EXERCISE GOAL »
Where the records below show a line containing "into its subscription.", start copying; end with the line containing "impl<T> Clone for", and copy it too.

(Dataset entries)

-- Opening Marker --

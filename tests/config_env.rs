// Environment override tests
//
// These mutate the process environment, so they live in their own test
// binary and serialize on a shared lock.

use std::sync::Mutex;

use climeval_config::{Config, LogLevel};

static ENV_LOCK: Mutex<()> = Mutex::new(());

#[test]
fn test_ref_env_overrides_win_over_defaults() {
    let _guard = ENV_LOCK.lock().unwrap();

    std::env::set_var("REF_PATHS_SCRATCH", "/tmp/ref-scratch");
    std::env::set_var("REF_DB_DATABASE_URL", "sqlite:///tmp/ref-test.db");
    std::env::set_var("REF_LOG_LEVEL", "WARNING");
    std::env::set_var("REF_EXECUTOR_EXECUTOR", "synchronous");
    std::env::set_var("REF_DIAGNOSTIC_PROVIDERS", "example");

    let config = Config::load().unwrap();
    assert_eq!(
        config.paths.scratch,
        std::path::PathBuf::from("/tmp/ref-scratch")
    );
    assert_eq!(config.db.database_url, "sqlite:///tmp/ref-test.db");
    assert_eq!(config.log_level, LogLevel::Warning);
    assert_eq!(config.executor.executor, "synchronous");
    assert_eq!(config.diagnostic_providers.len(), 1);
    assert_eq!(config.diagnostic_providers[0].provider, "example");

    for key in [
        "REF_PATHS_SCRATCH",
        "REF_DB_DATABASE_URL",
        "REF_LOG_LEVEL",
        "REF_EXECUTOR_EXECUTOR",
        "REF_DIAGNOSTIC_PROVIDERS",
    ] {
        std::env::remove_var(key);
    }
}

#[test]
fn test_missing_explicit_config_file_is_an_error() {
    let _guard = ENV_LOCK.lock().unwrap();

    std::env::set_var("REF_CONFIG", "/nonexistent/climeval.toml");
    let err = Config::load().unwrap_err();
    assert!(format!("{err:#}").contains("/nonexistent/climeval.toml"));
    std::env::remove_var("REF_CONFIG");
}
/// Shared state of one subscription.
pub(crate) struct SubscriptionCore<T> {
    state: AtomicU8,
    demand: Demand,
    queue: Mutex<VecDeque<T>>,
    /// Terminal outcome reported by the producer, delivered once drained.
    finished: Mutex<Option<Result<(), FlowError>>>,
    wip: AtomicUsize,
    subscriber: Mutex<Option<Box<dyn Subscriber<T>>>>,
    gate: ReentrantMutex<()>,
    /// Wakes a producer waiting for queue room.
    space: Notify,
    /// Wakes the producer task when production must stop.
    halt: Notify,
    upstream: Mutex<Vec<SubscriptionHandle>>,
    request_hook: Mutex<Option<RequestHook>>,
    watermark: usize,
    #[cfg(debug_assertions)]
    audit: Audit,
}

/// Bookkeeping behind the debug-only protocol checks.
#[cfg(debug_assertions)]
#[derive(Default)]
struct Audit {
    /// Sum of granted demand, saturating at `u64::MAX`.
    granted: AtomicU64,
    delivered: AtomicU64,
    /// First terminal state entered.
    terminal: AtomicU8,
    signalled: AtomicBool,
}

/// Runs a consumer callback, turning a panic into a failure.
fn guarded<R>(callback: impl FnOnce() -> R) -> Result<R, FlowError> {
    panic::catch_unwind(AssertUnwindSafe(callback)).map_err(panic_failure)
}

fn panic_failure(payload: Box<dyn Any + Send>) -> FlowError {
    let message = payload
        .downcast_ref::<&str>()
        .map(|s| (*s).to_string())
        .or_else(|| payload.downcast_ref::<String>().cloned())
        .unwrap_or_else(|| "non-string panic payload".to_string());
    FlowError::upstream(format!("consumer panicked: {message}"))
}

impl<T: Send + 'static> SubscriptionCore<T> {
    pub(crate) fn new(watermark: usize) -> Self {
        Self {
            state: AtomicU8::new(SubscriptionState::Unsubscribed as u8),
            demand: Demand::new(),
            queue: Mutex::new(VecDeque::new()),
            finished: Mutex::new(None),
            wip: AtomicUsize::new(0),
            subscriber: Mutex::new(None),
            gate: ReentrantMutex::new(()),
            space: Notify::new(),
            halt: Notify::new(),
            upstream: Mutex::new(Vec::new()),
            request_hook: Mutex::new(None),
            watermark,
            #[cfg(debug_assertions)]
            audit: Audit::default(),
        }
    }

    /// Returns a handle controlling this core.
    pub(crate) fn handle(self: &Arc<Self>) -> SubscriptionHandle {
        SubscriptionHandle {
            control: Arc::clone(self) as Arc<dyn Control>,
        }
    }

    #[inline]
    pub(crate) fn current_state(&self) -> SubscriptionState {
        SubscriptionState::from_u8(self.state.load(Ordering::Acquire))
    }

    /// Moves to `to` unless already terminal. Returns `true` on success.
    fn transition(&self, to: SubscriptionState) -> bool {
        let mut current = self.state.load(Ordering::Acquire);
        loop {
            if SubscriptionState::from_u8(current).is_terminal() {
                return false;
            }
            match self.state.compare_exchange(
                current,
                to as u8,
                Ordering::AcqRel,
                Ordering::Acquire,
            ) {
                Ok(_) => {
                    #[cfg(debug_assertions)]
                    if to.is_terminal() {
                        self.audit.terminal.store(to as u8, Ordering::Release);
                    }
                    return true;
                }
                Err(actual) => current = actual,
            }
        }
    }

    /// Attaches the subscriber and enters `Active`.
    ///
    /// Returns `false` if the subscription was cancelled from `on_subscribe`.
    pub(crate) fn attach(&self, subscriber: Box<dyn Subscriber<T>>) -> bool {
        *self.subscriber.lock() = Some(subscriber);
        let activated = self
            .state
            .compare_exchange(
                SubscriptionState::Unsubscribed as u8,
                SubscriptionState::Active as u8,
                Ordering::AcqRel,
                Ordering::Acquire,
            )
            .is_ok();
        // Deliver anything requested from on_subscribe, or drop the
        // subscriber if it cancelled there.
        self.drain();
        activated
    }

    /// Offers one item, respecting demand plus watermark.
    pub(crate) fn offer(&self, item: T) -> Offer<T> {
        if self.current_state().is_terminal() {
            return Offer::Closed;
        }
        let mut queue = self.queue.lock();
        let outstanding = self.demand.outstanding();
        let room = usize::try_from(outstanding)
            .unwrap_or(usize::MAX)
            .max(self.watermark);
        if queue.len() >= room {
            return Offer::Full(item);
        }
        queue.push_back(item);

        #[cfg(debug_assertions)]
        debug_assert_within_watermark!(queue.len(), outstanding, self.watermark);

        Offer::Accepted
    }

    /// Records the producer's outcome; delivered after queued items drain.
    pub(crate) fn finish(&self, outcome: Result<(), FlowError>) {
        match outcome {
            Err(FlowError::Cancelled) => {
                // Producer unwound because it observed cancellation.
                if !self.current_state().is_terminal() {
                    self.cancel_internal();
                }
            }
            outcome => {
                let mut finished = self.finished.lock();
                if finished.is_none() {
                    *finished = Some(outcome);
                }
                drop(finished);
                self.drain();
            }
        }
    }

    /// Links an upstream subscription so that cancelling this one cancels it.
    pub(crate) fn link_upstream(&self, handle: SubscriptionHandle) {
        if self.current_state().is_terminal() {
            handle.cancel();
            return;
        }
        let mut upstream = self.upstream.lock();
        upstream.retain(|h| !h.is_terminal());
        upstream.push(handle);
    }

    pub(crate) fn set_request_hook(&self, hook: RequestHook) {
        *self.request_hook.lock() = Some(hook);
    }

    /// Waits for queue room (or a terminal state).
    pub(crate) async fn wait_for_space(&self) {
        self.space.notified().await;
    }

    /// Resolves once production must stop: cancelled, or errored by the
    /// consumer.
    pub(crate) async fn halted(&self) {
        loop {
            let notified = self.halt.notified();
            tokio::pin!(notified);
            notified.as_mut().enable();
            if self.current_state().is_terminal() {
                return;
            }
            notified.await;
        }
    }

    fn wake_producer(&self) {
        self.space.notify_one();
        self.halt.notify_waiters();
    }

    fn cancel_upstream(&self) {
        let linked = std::mem::take(&mut *self.upstream.lock());
        for handle in &linked {
            handle.cancel();
        }

        #[cfg(debug_assertions)]
        debug_assert_upstream_cancelled!(linked.iter().filter(|h| !h.is_terminal()).count());
    }

    fn cancel_internal(&self) {
        let cancelled = {
            let _gate = self.gate.lock();
            self.transition(SubscriptionState::Cancelled)
        };
        if cancelled {
            tracing::debug!("subscription cancelled");
            self.cancel_upstream();
            self.wake_producer();
            // Releases the subscriber and any buffered items.
            self.drain();
        }
    }

    /// Runs the drain loop unless another caller is already in it.
    pub(crate) fn drain(&self) {
        if self.wip.fetch_add(1, Ordering::AcqRel) != 0 {
            return;
        }
        let mut missed = 1;
        loop {
            self.drain_pass();
            let previous = self.wip.fetch_sub(missed, Ordering::AcqRel);
            missed = previous - missed;
            if missed == 0 {
                break;
            }
        }
    }

    fn drain_pass(&self) {
        let mut slot = self.subscriber.lock();
        let Some(subscriber) = slot.as_mut() else {
            return;
        };

        let mut delivered = 0usize;
        loop {
            let state = self.current_state();
            if state.is_terminal() {
                #[cfg(debug_assertions)]
                debug_assert_terminal_absorbing!(
                    SubscriptionState::from_u8(self.audit.terminal.load(Ordering::Acquire)),
                    state
                );
                // Cancelled (or already signalled): release everything.
                slot.take();
                self.queue.lock().clear();
                break;
            }
            if state == SubscriptionState::Unsubscribed {
                break;
            }

            let has_item = !self.queue.lock().is_empty();
            if has_item {
                if !self.demand.try_take() {
                    break;
                }

                let Some(item) = self.queue.lock().pop_front() else {
                    // Only the drain loop pops; give the unit back.
                    self.demand.add(1);
                    break;
                };

                let gate = self.gate.lock();
                if self.current_state() != SubscriptionState::Active {
                    continue;
                }
                #[cfg(debug_assertions)]
                debug_assert_within_demand!(
                    self.audit.delivered.fetch_add(1, Ordering::AcqRel) + 1,
                    self.audit.granted.load(Ordering::Acquire)
                );

                let result = guarded(|| subscriber.on_item(item)).and_then(|r| r);
                drop(gate);
                delivered += 1;

                if let Err(error) = result {
                    tracing::warn!(%error, "consumer failed while handling an item");
                    let errored = {
                        let _gate = self.gate.lock();
                        let errored = self.transition(SubscriptionState::Errored);
                        if errored {
                            self.signal_terminal(|| subscriber.on_error(error));
                        }
                        errored
                    };
                    if errored {
                        self.cancel_upstream();
                        self.wake_producer();
                    }
                    slot.take();
                    self.queue.lock().clear();
                    break;
                }
                continue;
            }

            // Queue is empty; the producer never offers after finishing, so a
            // recorded outcome can be delivered now.
            let Some(outcome) = self.finished.lock().take() else {
                break;
            };
            let _gate = self.gate.lock();
            let to = match outcome {
                Ok(()) => SubscriptionState::Completed,
                Err(_) => SubscriptionState::Errored,
            };
            if self.transition(to) {
                match outcome {
                    Ok(()) => {
                        tracing::debug!("subscription completed");
                        self.signal_terminal(|| subscriber.on_complete());
                    }
                    Err(error) => {
                        tracing::debug!(%error, "subscription errored");
                        self.signal_terminal(|| subscriber.on_error(error));
                    }
                }
                self.upstream.lock().clear();
                self.halt.notify_waiters();
            }
            slot.take();
            break;
        }

        if delivered > 0 {
            self.space.notify_one();
        }
    }

    /// Delivers `on_complete` or `on_error`. The state is already terminal,
    /// so a panic here is only logged.
    fn signal_terminal(&self, callback: impl FnOnce()) {
        #[cfg(debug_assertions)]
        debug_assert_single_terminal!(self.audit.signalled.swap(true, Ordering::AcqRel));

        if let Err(error) = guarded(callback) {
            tracing::error!(%error, "consumer failed while handling a terminal signal");
        }
    }
}
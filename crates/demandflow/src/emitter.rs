//! Producer side of a subscription.

use crate::error::FlowError;
use crate::scheduler::Scheduler;
use crate::source::Source;
use crate::stream::SourceStream;
use crate::subscription::{Offer, SubscriptionCore, SubscriptionHandle, SubscriptionState};
use std::fmt;
use std::sync::Arc;

/// Handle a source body uses to emit items into its subscription.
///
/// `emit` never delivers beyond granted demand: items are queued (up to the
/// configured watermark) and handed to the consumer as demand arrives. When
/// the queue is full, `emit` suspends without holding any lock until the
/// consumer requests more.
///
/// Cloning is cheap; clones emit into the same subscription.
pub struct Emitter<T> {
    core: Arc<SubscriptionCore<T>>,
    begin: Scheduler,
}

impl<T> Clone for Emitter<T> {
    fn clone(&self) -> Self {
        Self {
            core: Arc::clone(&self.core),
            begin: self.begin.clone(),
        }
    }
}

impl<T: Send + 'static> Emitter<T> {
    pub(crate) fn new(core: Arc<SubscriptionCore<T>>, begin: Scheduler) -> Self {
        Self { core, begin }
    }

    /// Emits one item, waiting for demand or queue room.
    ///
    /// Returns [`FlowError::Cancelled`] once the subscription is terminal;
    /// bodies propagate it with `?` to stop producing.
    pub async fn emit(&self, item: T) -> Result<(), FlowError> {
        let mut item = item;
        loop {
            match self.core.offer(item) {
                Offer::Accepted => {
                    self.core.drain();
                    return Ok(());
                }
                Offer::Closed => return Err(FlowError::Cancelled),
                Offer::Full(returned) => {
                    item = returned;
                    tracing::trace!("emitter waiting for demand");
                    self.core.wait_for_space().await;
                }
            }
        }
    }

    /// Emits one item without waiting.
    ///
    /// Fails with [`FlowError::ProtocolViolation`] when neither outstanding
    /// demand nor watermark room is left: the caller is pushing faster than
    /// its consumer asked for.
    pub fn try_emit(&self, item: T) -> Result<(), FlowError> {
        match self.core.offer(item) {
            Offer::Accepted => {
                self.core.drain();
                Ok(())
            }
            Offer::Closed => Err(FlowError::Cancelled),
            Offer::Full(_) => Err(FlowError::ProtocolViolation(
                "item emitted beyond granted demand and watermark",
            )),
        }
    }

    /// Returns `true` once the subscription is terminal. Long-running
    /// producers that do not emit often should poll this.
    pub fn is_cancelled(&self) -> bool {
        self.core.current_state().is_terminal()
    }

    pub(crate) fn state(&self) -> SubscriptionState {
        self.core.current_state()
    }

    pub(crate) fn outstanding_demand(&self) -> u64 {
        self.core.handle().outstanding_demand()
    }

    /// The begin context of this subscription. Blocking work belongs on
    /// [`Scheduler::run_blocking`] of this scheduler.
    pub fn scheduler(&self) -> &Scheduler {
        &self.begin
    }

    /// Subscribes to `source` as an upstream of this subscription.
    ///
    /// The upstream inherits this subscription's begin context unless it
    /// declares its own, and is cancelled together with this subscription.
    pub fn open<U: Send + 'static>(&self, source: &Source<U>) -> SourceStream<U> {
        let stream = SourceStream::open(source, Some(&self.begin));
        self.link(stream.handle().clone());
        stream
    }

    /// Ties an upstream subscription's lifetime to this one.
    pub fn link(&self, upstream: SubscriptionHandle) {
        self.core.link_upstream(upstream);
    }

    /// Observes every `request(n)` the consumer makes.
    pub fn on_request<F>(&self, hook: F)
    where
        F: Fn(u64) + Send + Sync + 'static,
    {
        self.core.set_request_hook(Box::new(hook));
    }
}

impl<T: Send + 'static> fmt::Debug for Emitter<T> {
    fn fmt(&self, f: &mut fmt::Formatter<'_>) -> fmt::Result {
        f.debug_struct("Emitter")
            .field("state", &self.core.current_state())
            .field("begin", &self.begin)
            .finish()
    }
}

-- Closing Marker --

PROBLEM SOLUTION »
/// Handle a source body uses to emit items into its subscription.
///
/// `emit` never delivers beyond granted demand: items are queued (up to the
/// configured watermark) and handed to the consumer as demand arrives. When
/// the queue is full, `emit` suspends without holding any lock until the
/// consumer requests more.
///
/// Cloning is cheap; clones emit into the same subscription.
pub struct Emitter<T> {
    core: Arc<SubscriptionCore<T>>,
    begin: Scheduler,
}

impl<T> Clone for Emitter<T> {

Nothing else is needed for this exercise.